La via maestra di una posizione riformista sulla questione del numero dei parlamentari è quella del monocameralismo, una Camera che vota la fiducia ed esercita il ruolo politico fondamentale. Invece il taglio dei parlamentari oggetto del referendum del 20 settembre, addirittura scisso dalla riforma elettorale è una controriforma, ispirata a una pura e semplice logica antiparlamentare. Il che sta nella subcultura dei 5S e nel caso di un eventuale successo del Si la vittoria se l’ascriverebbe solamente Luigi Di Maio. Mentre Nicola Zingaretti farebbe la figura del convitato di pietra.

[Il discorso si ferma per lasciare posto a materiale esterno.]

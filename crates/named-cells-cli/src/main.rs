//! named-cells CLI - export, load and refresh the named cells of workbooks

use anyhow::{bail, Context, Result};
use clap::{ArgAction, Parser, Subcommand};
use named_cells::compare::compare_sheets;
use named_cells::config::{self, ConfigError};
use named_cells::prelude::*;
use named_cells::specs::{specifications, write_csv};
use named_cells::{CellAddress, CellRange, ErrorKind};
use rayon::prelude::*;
use std::ffi::OsStr;
use std::fs;
use std::io::{self, Write};
use std::path::{Path, PathBuf};
use std::process::ExitCode;
use tracing_subscriber::EnvFilter;

#[derive(Parser)]
#[command(name = "named-cells")]
#[command(
    author,
    version,
    about = "Export, load and refresh the named cells of XLSX workbooks"
)]
struct Cli {
    #[command(subcommand)]
    command: Commands,

    /// LibreOffice executable used by the libreoffice engine
    #[arg(long, global = true, env = "NAMED_CELLS_SOFFICE")]
    soffice: Option<PathBuf>,

    /// More log output (-v info, -vv debug)
    #[arg(short, long, global = true, action = ArgAction::Count)]
    verbose: u8,
}

#[derive(Subcommand)]
enum Commands {
    /// Export named cells to TOML, grouped by sheet
    Save {
        /// Input workbook
        workbook: PathBuf,

        /// Output TOML file (default: stdout)
        #[arg(short, long)]
        output: Option<PathBuf>,

        /// Only names starting with this prefix
        #[arg(short, long)]
        prefix: Option<String>,
    },

    /// Write the values of a TOML file into a copy of a workbook
    Load {
        /// TOML configuration
        config: PathBuf,

        /// Template workbook
        workbook: PathBuf,

        /// Workbook to write
        output: PathBuf,

        /// Backend used to write and save
        #[arg(short, long, default_value = "xlsx")]
        engine: Engine,
    },

    /// Recalculate workbooks by saving them through LibreOffice
    Refresh {
        /// A workbook, or a directory whose *.xlsx files are refreshed
        path: PathBuf,

        /// Save the files where they are instead of refreshing copies in a
        /// temporary directory and copying them back
        #[arg(long)]
        inplace: bool,

        /// Refresh several workbooks at once
        #[arg(long)]
        parallel: bool,
    },

    /// Compare the cached values of two sheets cell by cell
    Compare {
        /// Workbook holding the reference sheet
        left: PathBuf,

        /// Sheet of the left workbook
        sheet: String,

        /// Workbook to check
        right: PathBuf,

        /// Sheet of the right workbook (default: same name)
        #[arg(long)]
        right_sheet: Option<String>,

        /// First cell compared, skipping rows above and columns left of it
        #[arg(long, default_value = "A1")]
        start: String,
    },

    /// List named cells as CSV
    Names {
        /// Input workbook
        workbook: PathBuf,

        /// Output CSV file (default: stdout)
        #[arg(short, long)]
        output: Option<PathBuf>,

        /// Only names starting with this prefix
        #[arg(short, long)]
        prefix: Option<String>,
    },
}

fn main() -> ExitCode {
    let cli = Cli::parse();
    init_logging(cli.verbose);

    match run(cli) {
        Ok(()) => ExitCode::SUCCESS,
        Err(err) => {
            eprintln!("Error: {err:#}");
            ExitCode::from(exit_code(&err))
        }
    }
}

fn init_logging(verbose: u8) {
    let level = match verbose {
        0 => "warn",
        1 => "info",
        _ => "debug",
    };
    let filter = EnvFilter::try_from_default_env().unwrap_or_else(|_| EnvFilter::new(level));
    // `log` records are forwarded through tracing-subscriber's tracing-log bridge
    let _ = tracing_subscriber::fmt()
        .with_env_filter(filter)
        .with_writer(io::stderr)
        .try_init();
}

fn run(cli: Cli) -> Result<()> {
    match cli.command {
        Commands::Save {
            workbook,
            output,
            prefix,
        } => save(&workbook, output.as_deref(), prefix.as_deref()),
        Commands::Load {
            config,
            workbook,
            output,
            engine,
        } => load(
            &config,
            &workbook,
            &output,
            &OpenOptions::new(engine).soffice(cli.soffice),
        ),
        Commands::Refresh {
            path,
            inplace,
            parallel,
        } => refresh(
            &path,
            &RefreshOptions {
                open: OpenOptions::new(Engine::LibreOffice).soffice(cli.soffice),
                inplace,
                parallel,
            },
        ),
        Commands::Compare {
            left,
            sheet,
            right,
            right_sheet,
            start,
        } => compare(&left, &sheet, &right, right_sheet.as_deref(), &start),
        Commands::Names {
            workbook,
            output,
            prefix,
        } => names(&workbook, output.as_deref(), prefix.as_deref()),
    }
}

fn open(path: &Path, options: &OpenOptions) -> Result<Workbook> {
    Workbook::open_with(path, options)
        .with_context(|| format!("Failed to open '{}'", path.display()))
}

fn save(input: &Path, output: Option<&Path>, prefix: Option<&str>) -> Result<()> {
    let book = open(input, &OpenOptions::new(Engine::Xlsx))?;
    let text = config::to_toml_string(&book, prefix)
        .with_context(|| format!("Failed to export names of '{}'", input.display()))?;

    match output {
        Some(path) => {
            fs::write(path, &text)
                .with_context(|| format!("Failed to write '{}'", path.display()))?;
            tracing::info!("wrote {}", path.display());
        }
        None => io::stdout()
            .write_all(text.as_bytes())
            .context("Failed to write to stdout")?,
    }
    Ok(())
}

fn load(config_path: &Path, input: &Path, output: &Path, options: &OpenOptions) -> Result<()> {
    let text = fs::read_to_string(config_path)
        .with_context(|| format!("Failed to read '{}'", config_path.display()))?;

    fs::copy(input, output).with_context(|| {
        format!(
            "Failed to copy '{}' to '{}'",
            input.display(),
            output.display()
        )
    })?;

    let mut book = open(output, options)?;
    let count = config::load(&mut book, &text)
        .with_context(|| format!("Failed to load '{}'", config_path.display()))?;
    book.save(None)
        .with_context(|| format!("Failed to save '{}'", output.display()))?;
    book.close()?;

    tracing::info!("wrote {count} names to {}", output.display());
    Ok(())
}

/// Workbooks named by `path`: the file itself, or the sorted `*.xlsx` files
/// of a directory
fn refresh_targets(path: &Path) -> Result<Vec<PathBuf>> {
    if !path.is_dir() {
        return Ok(vec![path.to_path_buf()]);
    }

    let mut files = Vec::new();
    for entry in
        fs::read_dir(path).with_context(|| format!("Failed to read '{}'", path.display()))?
    {
        let file = entry?.path();
        let is_xlsx = file
            .extension()
            .map_or(false, |ext| ext.eq_ignore_ascii_case("xlsx"));
        if is_xlsx && file.is_file() {
            files.push(file);
        }
    }
    files.sort();
    Ok(files)
}

struct RefreshOptions {
    open: OpenOptions,
    inplace: bool,
    parallel: bool,
}

fn refresh(path: &Path, options: &RefreshOptions) -> Result<()> {
    let targets = refresh_targets(path)?;
    if targets.is_empty() {
        tracing::warn!("no workbooks to refresh in '{}'", path.display());
        return Ok(());
    }
    if options.inplace {
        return refresh_all(&targets, options);
    }

    let staging = tempfile::Builder::new()
        .prefix("named-cells-refresh")
        .tempdir()
        .context("Failed to create a staging directory")?;
    let copies = stage(&targets, staging.path())?;
    refresh_all(&copies, options)?;

    for (copy, target) in copies.iter().zip(&targets) {
        fs::copy(copy, target)
            .with_context(|| format!("Failed to copy back '{}'", target.display()))?;
    }
    staging
        .close()
        .context("Failed to remove the staging directory")?;
    Ok(())
}

/// Copy `targets` into numbered directories under `dir`, keeping their file
/// names
fn stage(targets: &[PathBuf], dir: &Path) -> Result<Vec<PathBuf>> {
    targets
        .iter()
        .enumerate()
        .map(|(i, target)| {
            let name = target
                .file_name()
                .unwrap_or_else(|| OsStr::new("workbook.xlsx"));
            let slot = dir.join(i.to_string());
            fs::create_dir(&slot)?;
            let copy = slot.join(name);
            fs::copy(target, &copy)
                .with_context(|| format!("Failed to stage '{}'", target.display()))?;
            Ok(copy)
        })
        .collect()
}

fn refresh_all(files: &[PathBuf], options: &RefreshOptions) -> Result<()> {
    if options.parallel {
        files
            .par_iter()
            .try_for_each(|file| refresh_file(file, &options.open))
    } else {
        files
            .iter()
            .try_for_each(|file| refresh_file(file, &options.open))
    }
}

/// Save one workbook through the backend and check it was rewritten
fn refresh_file(file: &Path, options: &OpenOptions) -> Result<()> {
    let before = modified(file)?;

    let mut book = open(file, options)?;
    book.save(None)
        .with_context(|| format!("Failed to save '{}'", file.display()))?;
    book.close()?;

    if modified(file)? <= before {
        bail!("'{}' was not updated", file.display());
    }
    tracing::info!("refreshed {}", file.display());
    Ok(())
}

fn modified(path: &Path) -> Result<std::time::SystemTime> {
    fs::metadata(path)
        .and_then(|m| m.modified())
        .with_context(|| format!("Failed to stat '{}'", path.display()))
}

fn compare(
    left: &Path,
    sheet: &str,
    right: &Path,
    right_sheet: Option<&str>,
    start: &str,
) -> Result<()> {
    let start = CellAddress::parse(start)?;
    let options = OpenOptions::new(Engine::Xlsx);
    let left_book = open(left, &options)?;
    let right_book = open(right, &options)?;

    let result = compare_sheets(&left_book, sheet, &right_book, right_sheet, start)
        .with_context(|| format!("Failed to compare sheet '{sheet}'"))?;

    let mut out = io::stdout().lock();
    if !result.shapes_match() {
        writeln!(
            out,
            "shape mismatch: {} != {}",
            extent_text(result.left_extent),
            extent_text(result.right_extent)
        )?;
    }
    for diff in &result.diffs {
        writeln!(out, "{diff}")?;
    }

    if !result.is_match() {
        bail!("{} cells differ", result.diffs.len());
    }
    Ok(())
}

fn extent_text(extent: Option<CellRange>) -> String {
    extent.map_or_else(|| "empty".to_string(), |r| r.to_a1_string())
}

fn names(input: &Path, output: Option<&Path>, prefix: Option<&str>) -> Result<()> {
    let book = open(input, &OpenOptions::new(Engine::Xlsx))?;
    let specs = specifications(&book, prefix)
        .with_context(|| format!("Failed to list names of '{}'", input.display()))?;

    match output {
        Some(path) => {
            let file = fs::File::create(path)
                .with_context(|| format!("Failed to create '{}'", path.display()))?;
            write_csv(&specs, file)
                .with_context(|| format!("Failed to write '{}'", path.display()))?;
        }
        None => write_csv(&specs, io::stdout().lock()).context("Failed to write to stdout")?,
    }
    Ok(())
}

/// Exit code for the first error in the chain that has one
fn exit_code(err: &anyhow::Error) -> u8 {
    for cause in err.chain() {
        if let Some(config_err) = cause.downcast_ref::<ConfigError>() {
            return match config_err.named_error() {
                Some(named) => kind_code(named.kind()),
                None => 10,
            };
        }
        if let Some(named) = cause.downcast_ref::<Error>() {
            return kind_code(named.kind());
        }
        if cause.is::<io::Error>() {
            return kind_code(ErrorKind::BackendIo);
        }
    }
    1
}

fn kind_code(kind: ErrorKind) -> u8 {
    match kind {
        ErrorKind::NameNotFound => 3,
        ErrorKind::AmbiguousScope => 4,
        ErrorKind::ShapeMismatch => 5,
        ErrorKind::HeaderConflict => 6,
        ErrorKind::NotTabular => 7,
        ErrorKind::UnsupportedReference => 8,
        ErrorKind::BackendIo => 9,
    }
}
/// Write an already validated value, leaving the header row of a table as
/// it is in the workbook
///
/// Scalars and vectors are written like [`write_range`] does.
pub fn write_table_body<B: Backend + ?Sized>(
    book: &mut B,
    range: &NamedRange,
    value: &RangeValue,
) -> Result<()> {
    let rows = match value {
        RangeValue::Table(rows) if range.shape == Shape::Table => rows,
        other => return write_range(book, range, other),
    };
    let dates = book.date_system();
    let span = *range.range();
    for (offset, row) in (1..span.row_count()).zip(rows.iter().skip(1)) {
        for (addr, v) in span.row_cells(offset).zip(row) {
            book.set(range.sheet(), addr, coerce::to_native(v, dates))?;
        }
    }
    Ok(())
}

/// Read a table range as headers plus body rows
pub fn as_table<B: Backend + ?Sized>(book: &B, range: &NamedRange) -> Result<Table> {
    if range.shape != Shape::Table {
        return Err(Error::NotTabular {
            name: range.name.clone(),
            shape: range.shape,
        });
    }
    match read_range(book, range)? {
        RangeValue::Table(grid) => Table::from_grid(&range.name, grid),
        _ => Err(Error::NotTabular {
            name: range.name.clone(),
            shape: range.shape,
        }),
    }
}

/// Write a table (header row plus body) to a name
pub fn write_table<B: Backend + ?Sized>(book: &mut B, name: &str, table: &Table) -> Result<()> {
    write(book, name, &RangeValue::Table(table.to_grid()))
}
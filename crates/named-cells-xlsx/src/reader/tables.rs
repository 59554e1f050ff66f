//! Table (list object) parts referenced from worksheets

use quick_xml::events::Event;
use quick_xml::reader::Reader;

use named_cells_core::{CellRange, TableDef};

use crate::error::{XlsxError, XlsxResult};
use crate::package::{resolve_target, XlsxPackage};
use crate::xml::{attr_value, decode_excel_escapes, local_name};

const TABLE_REL: &str = "/table";

/// Tables attached to the worksheet part `sheet_part`
pub(crate) fn read_sheet_tables(
    package: &XlsxPackage,
    sheet_part: &str,
    sheet_name: &str,
) -> XlsxResult<Vec<TableDef>> {
    let mut tables = Vec::new();
    for rel in package.relationships(sheet_part)? {
        if rel.external || !rel.rel_type.ends_with(TABLE_REL) {
            continue;
        }
        let part = resolve_target(sheet_part, &rel.target);
        let Some(bytes) = package.part(&part) else {
            log::warn!("table part {part} referenced from {sheet_part} is missing");
            continue;
        };
        tables.push(read_table(bytes, sheet_name)?);
    }
    Ok(tables)
}

fn read_table(bytes: &[u8], sheet_name: &str) -> XlsxResult<TableDef> {
    let mut reader = Reader::from_reader(bytes);
    reader.trim_text(true);
    let mut buf = Vec::new();
    let mut table: Option<TableDef> = None;

    loop {
        match reader.read_event_into(&mut buf) {
            Ok(Event::Start(e)) | Ok(Event::Empty(e)) => match local_name(e.name().as_ref()) {
                b"table" => {
                    let name = attr_value(&e, b"displayName")
                        .or_else(|| attr_value(&e, b"name"))
                        .ok_or_else(|| XlsxError::Parse("table without a name".into()))?;
                    let reference = attr_value(&e, b"ref")
                        .ok_or_else(|| XlsxError::Parse(format!("table '{name}' has no ref")))?;
                    let range = CellRange::parse(&reference).map_err(|err| {
                        XlsxError::Parse(format!("table '{name}' ref '{reference}': {err}"))
                    })?;
                    let count = |key: &[u8], default: u32| {
                        attr_value(&e, key)
                            .and_then(|s| s.parse::<u32>().ok())
                            .unwrap_or(default)
                    };
                    table = Some(TableDef {
                        name,
                        sheet: sheet_name.to_string(),
                        range,
                        header_rows: count(b"headerRowCount", 1),
                        totals_rows: count(b"totalsRowCount", 0),
                        columns: Vec::new(),
                    });
                }
                b"tableColumn" => {
                    if let (Some(table), Some(name)) = (table.as_mut(), attr_value(&e, b"name")) {
                        table.columns.push(decode_excel_escapes(&name));
                    }
                }
                _ => {}
            },
            Ok(Event::Eof) => break,
            Err(e) => return Err(XlsxError::Xml(e)),
            _ => {}
        }
        buf.clear();
    }

    table.ok_or_else(|| XlsxError::InvalidFormat("table part without <table>".into()))
}
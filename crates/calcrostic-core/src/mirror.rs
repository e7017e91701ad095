//! Detection of redundant equations.
//!
//! Two lines are mirrors when they state the same fact through inverse
//! operators, e.g. `3 + 4 = 7` alongside `7 - 3 = 4`. Such a pair gives the
//! solver one clue where the puzzle appears to offer two.

use crate::arith::{evaluate, Op};
use crate::grid::{Line, LineId};

/// Whether `inverse` (a `-` or `/` line) restates `forward` (a `+` or `x` line).
fn restates(forward: &Line, inverse: &Line) -> bool {
    if inverse.a != forward.c {
        return false;
    }
    let swapped = inverse.b == forward.a && inverse.c == forward.b;
    let straight = inverse.b == forward.b && inverse.c == forward.a;
    // evaluate() guards the zero divisor
    (swapped || straight) && evaluate(inverse.a, inverse.op, inverse.b) == Some(inverse.c)
}

/// Check whether two lines encode the same algebraic fact.
///
/// The comparison is on values, not positions. Lines sharing an operator are
/// never mirrors.
pub fn are_mirrored(first: &Line, second: &Line) -> bool {
    if first.value_set() != second.value_set() {
        return false;
    }
    match (first.op, second.op) {
        (Op::Add, Op::Sub) | (Op::Mul, Op::Div) => restates(first, second),
        (Op::Sub, Op::Add) | (Op::Div, Op::Mul) => restates(second, first),
        _ => false,
    }
}

/// First mirrored pair among the lines, if any.
pub fn find_mirrored_pair(lines: &[Line]) -> Option<(LineId, LineId)> {
    lines.iter().enumerate().find_map(|(i, first)| {
        lines[i + 1..]
            .iter()
            .find(|second| are_mirrored(first, second))
            .map(|second| (first.id, second.id))
    })
}

pub fn has_mirrored_lines(lines: &[Line]) -> bool {
    find_mirrored_pair(lines).is_some()
}

/// First line of the form `X + 0 = X`, `0 + X = X` or `X - 0 = X`.
pub fn find_zero_identity(lines: &[Line]) -> Option<LineId> {
    lines
        .iter()
        .find(|line| match line.op {
            Op::Add => (line.b == 0 && line.c == line.a) || (line.a == 0 && line.c == line.b),
            Op::Sub => line.b == 0 && line.c == line.a,
            _ => false,
        })
        .map(|line| line.id)
}

#[cfg(test)]
mod tests {
    use super::*;

    fn line(id: LineId, a: u32, op: Op, b: u32, c: u32) -> Line {
        Line { id, a, op, b, c }
    }

    #[test]
    fn test_add_sub_mirror() {
        let add = line(LineId::Row(0), 3, Op::Add, 4, 7);
        let sub = line(LineId::Col(2), 7, Op::Sub, 3, 4);
        assert!(are_mirrored(&add, &sub));
        assert!(are_mirrored(&sub, &add));

        let other = line(LineId::Col(1), 7, Op::Sub, 4, 3);
        assert!(are_mirrored(&add, &other));
    }

    #[test]
    fn test_mul_div_mirror() {
        let mul = line(LineId::Row(1), 2, Op::Mul, 3, 6);
        let div = line(LineId::Col(0), 6, Op::Div, 2, 3);
        assert!(are_mirrored(&mul, &div));
        assert!(are_mirrored(&div, &mul));
    }

    #[test]
    fn test_zero_product_mirror() {
        let mul = line(LineId::Row(0), 0, Op::Mul, 5, 0);
        let div = line(LineId::Row(1), 0, Op::Div, 5, 0);
        assert!(are_mirrored(&mul, &div));
    }

    #[test]
    fn test_same_operator_not_mirrored() {
        let a = line(LineId::Row(0), 3, Op::Add, 4, 7);
        let b = line(LineId::Col(0), 4, Op::Add, 3, 7);
        assert!(!are_mirrored(&a, &b));
    }

    #[test]
    fn test_different_values_not_mirrored() {
        let add = line(LineId::Row(0), 3, Op::Add, 4, 7);
        let sub = line(LineId::Row(1), 8, Op::Sub, 3, 5);
        assert!(!are_mirrored(&add, &sub));
    }

    #[test]
    fn test_repeated_values() {
        let add = line(LineId::Row(0), 2, Op::Add, 2, 4);
        let sub = line(LineId::Row(1), 4, Op::Sub, 2, 2);
        assert!(are_mirrored(&add, &sub));

        let mul = line(LineId::Row(2), 2, Op::Mul, 2, 4);
        assert!(!are_mirrored(&add, &mul));
    }

    #[test]
    fn test_find_mirrored_pair() {
        let lines = [
            line(LineId::Row(0), 1, Op::Add, 1, 2),
            line(LineId::Row(1), 5, Op::Mul, 1, 5),
            line(LineId::Col(0), 9, Op::Sub, 1, 8),
            line(LineId::Col(1), 6, Op::Div, 3, 2),
        ];
        assert_eq!(find_mirrored_pair(&lines), None);
        assert!(!has_mirrored_lines(&lines));

        let lines = [
            line(LineId::Row(0), 1, Op::Add, 1, 2),
            line(LineId::Row(1), 5, Op::Mul, 1, 5),
            line(LineId::Col(1), 5, Op::Div, 1, 5),
        ];
        assert_eq!(
            find_mirrored_pair(&lines),
            Some((LineId::Row(1), LineId::Col(1)))
        );
    }

    #[test]
    fn test_zero_identity() {
        let lines = [
            line(LineId::Row(0), 3, Op::Add, 4, 7),
            line(LineId::Row(1), 0, Op::Add, 6, 6),
        ];
        assert_eq!(find_zero_identity(&lines), Some(LineId::Row(1)));

        let lines = [line(LineId::Col(0), 6, Op::Sub, 0, 6)];
        assert_eq!(find_zero_identity(&lines), Some(LineId::Col(0)));

        let lines = [line(LineId::Col(0), 6, Op::Mul, 1, 6)];
        assert_eq!(find_zero_identity(&lines), None);
    }
}
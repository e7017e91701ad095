use anyhow::{Context, Result};
use calcrostic_core::GeneratorConfig;
use std::fs;
use std::path::{Path, PathBuf};

/// Location of the per-user config file
pub fn default_path() -> Option<PathBuf> {
    dirs::config_dir().map(|dir| dir.join("calcrostic").join("config.json"))
}

/// Load the generator config.
///
/// An explicit path must exist. Without one, the per-user file is used when
/// present and the built-in defaults otherwise.
pub fn load(path: Option<&Path>) -> Result<GeneratorConfig> {
    if let Some(path) = path {
        return read(path);
    }
    match default_path() {
        Some(path) if path.exists() => read(&path),
        _ => Ok(GeneratorConfig::default()),
    }
}

fn read(path: &Path) -> Result<GeneratorConfig> {
    let json = fs::read_to_string(path)
        .with_context(|| format!("failed to read config {}", path.display()))?;
    let config = serde_json::from_str(&json)
        .with_context(|| format!("failed to parse config {}", path.display()))?;
    log::info!("loaded config from {}", path.display());
    Ok(config)
}
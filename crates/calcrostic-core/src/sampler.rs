use crate::arith::{Bounds, Op};
use rand::distributions::{Distribution, WeightedIndex};
use rand::Rng;
use serde::{Deserialize, Serialize};

/// Relative likelihood of drawing each operator
#[derive(Debug, Clone, Copy, PartialEq, Eq, Hash, Serialize, Deserialize)]
#[serde(default)]
pub struct OpWeights {
    #[serde(rename = "+")]
    pub add: u32,
    #[serde(rename = "-")]
    pub sub: u32,
    #[serde(rename = "x")]
    pub mul: u32,
    #[serde(rename = "/")]
    pub div: u32,
}

impl Default for OpWeights {
    fn default() -> Self {
        Self {
            add: 1,
            sub: 1,
            mul: 1,
            div: 1,
        }
    }
}

impl OpWeights {
    pub fn weight(&self, op: Op) -> u32 {
        match op {
            Op::Add => self.add,
            Op::Sub => self.sub,
            Op::Mul => self.mul,
            Op::Div => self.div,
        }
    }

    /// Same weights with one operator switched off
    pub fn without(mut self, op: Op) -> Self {
        match op {
            Op::Add => self.add = 0,
            Op::Sub => self.sub = 0,
            Op::Mul => self.mul = 0,
            Op::Div => self.div = 0,
        }
        self
    }
}

/// Draw a single cell value within the configured bounds.
pub fn sample_value<R: Rng + ?Sized>(rng: &mut R, bounds: Bounds) -> u32 {
    rng.gen_range(bounds.lo()..=bounds.hi())
}

/// Draws operators, uniformly or by weight.
///
/// Weights that sum to zero fall back to a uniform draw.
#[derive(Debug, Clone)]
pub struct OperatorPicker {
    weighted: Option<WeightedIndex<u32>>,
}

impl OperatorPicker {
    /// Uniform picker
    pub fn uniform() -> Self {
        Self { weighted: None }
    }

    pub fn new(weights: Option<&OpWeights>) -> Self {
        let weighted =
            weights.and_then(|w| WeightedIndex::new(Op::ALL.map(|op| w.weight(op))).ok());
        Self { weighted }
    }

    pub fn pick<R: Rng + ?Sized>(&self, rng: &mut R) -> Op {
        match &self.weighted {
            Some(dist) => Op::ALL[dist.sample(rng)],
            None => Op::ALL[rng.gen_range(0..Op::ALL.len())],
        }
    }

    /// Draw three operators for a row or column sequence
    pub fn pick_three<R: Rng + ?Sized>(&self, rng: &mut R) -> [Op; 3] {
        [self.pick(rng), self.pick(rng), self.pick(rng)]
    }
}
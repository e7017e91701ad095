//! Basic example of using the calcrostic engine

use calcrostic_core::{ClueScorer, Generator, GeneratorConfig, Solver};

fn main() {
    // Generate a puzzle
    println!("Generating a two-digit puzzle...\n");
    let mut generator = Generator::with_config(GeneratorConfig::two_digit());
    let puzzle = match generator.generate() {
        Ok(puzzle) => puzzle,
        Err(e) => {
            println!("No puzzle this time: {}", e);
            return;
        }
    };

    println!("Letter grid:");
    for row in puzzle.letter_grid.rows() {
        println!("  {:>3} {:>3} {:>3}", row[0], row[1], row[2]);
    }
    println!(
        "Row operators: {} {} {}",
        puzzle.ops.rows[0], puzzle.ops.rows[1], puzzle.ops.rows[2]
    );
    println!(
        "Column operators: {} {} {}\n",
        puzzle.ops.cols[0], puzzle.ops.cols[1], puzzle.ops.cols[2]
    );

    // Show the equations and clues
    for line in puzzle.equations() {
        println!("{}", line);
    }
    let scorer = ClueScorer::new(generator.config().allow_zero);
    println!("\nClue score: {}", scorer.score(&puzzle.grid, &puzzle.ops));
    for label in scorer.labels(&puzzle.grid, &puzzle.ops) {
        println!("  {}", label);
    }

    // Solve it
    let solver = Solver::new(generator.config().bounds());
    println!(
        "\nNumber of solutions (up to 2): {}",
        solver.count_solutions(&puzzle.letter_grid, &puzzle.ops, 2)
    );
    if let Some(mapping) = solver.solve(&puzzle.letter_grid, &puzzle.ops) {
        println!("Solution: {}", mapping);
    }

    // Single-digit puzzles for younger solvers
    println!("\n--- Single-digit puzzle ---\n");
    let mut generator = Generator::with_config(GeneratorConfig::single_digit());
    if let Ok(puzzle) = generator.generate() {
        println!("{}", puzzle.grid);
        println!("Mapping: {}", puzzle.mapping);
    }
}
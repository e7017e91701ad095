//! Calcrostic puzzle engine.
//!
//! Generates 3x3 arithmetic grids where every row and column reads
//! `A op B = C`, hides the digits behind a letter cipher, and certifies
//! that the letter puzzle has exactly one solution.
//!
//! ```no_run
//! use calcrostic_core::{generate, GeneratorConfig};
//!
//! let puzzle = generate(&GeneratorConfig::single_digit()).expect("puzzle");
//! println!("{}", puzzle.grid);
//! ```

mod arith;
mod clues;
mod error;
mod generator;
mod grid;
mod letters;
mod mirror;
mod puzzle;
mod rng;
mod sampler;
mod solver;

pub use arith::{evaluate, evaluate_bounded, is_valid_value, Bounds, Op};
pub use clues::{ClueKind, ClueScorer};
pub use error::{ConfigError, GenerateError};
pub use generator::{generate, Generator, GeneratorConfig, GridSolver};
pub use grid::{Grid, Line, LineId, Operators};
pub use letters::{map_letters, LetterGrid, Mapping};
pub use mirror::{are_mirrored, find_mirrored_pair, find_zero_identity, has_mirrored_lines};
pub use puzzle::Puzzle;
pub use rng::PuzzleRng;
pub use sampler::{sample_value, OpWeights, OperatorPicker};
pub use solver::{Solver, MAX_LETTERS};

Il Pd non avrebbe solo e soltanto un ruolo ancillare, ma sarebbe scornato soprattutto per non aver portato a casa la legge elettorale di conio proporzionale con sbarramento. (...) Battersi per il No è impegno sacrosanto, visto che il taglio fa parte del populismo becero dei 5S intenzionati ad umiliare la democrazia rappresentativa e punire i parlamentari confondendo la qualità dei rappresentanti con il ruolo stesso del Parlamento.Il commento di Fabrizio Cicchitto e Biagio Marzo su Il Riformista.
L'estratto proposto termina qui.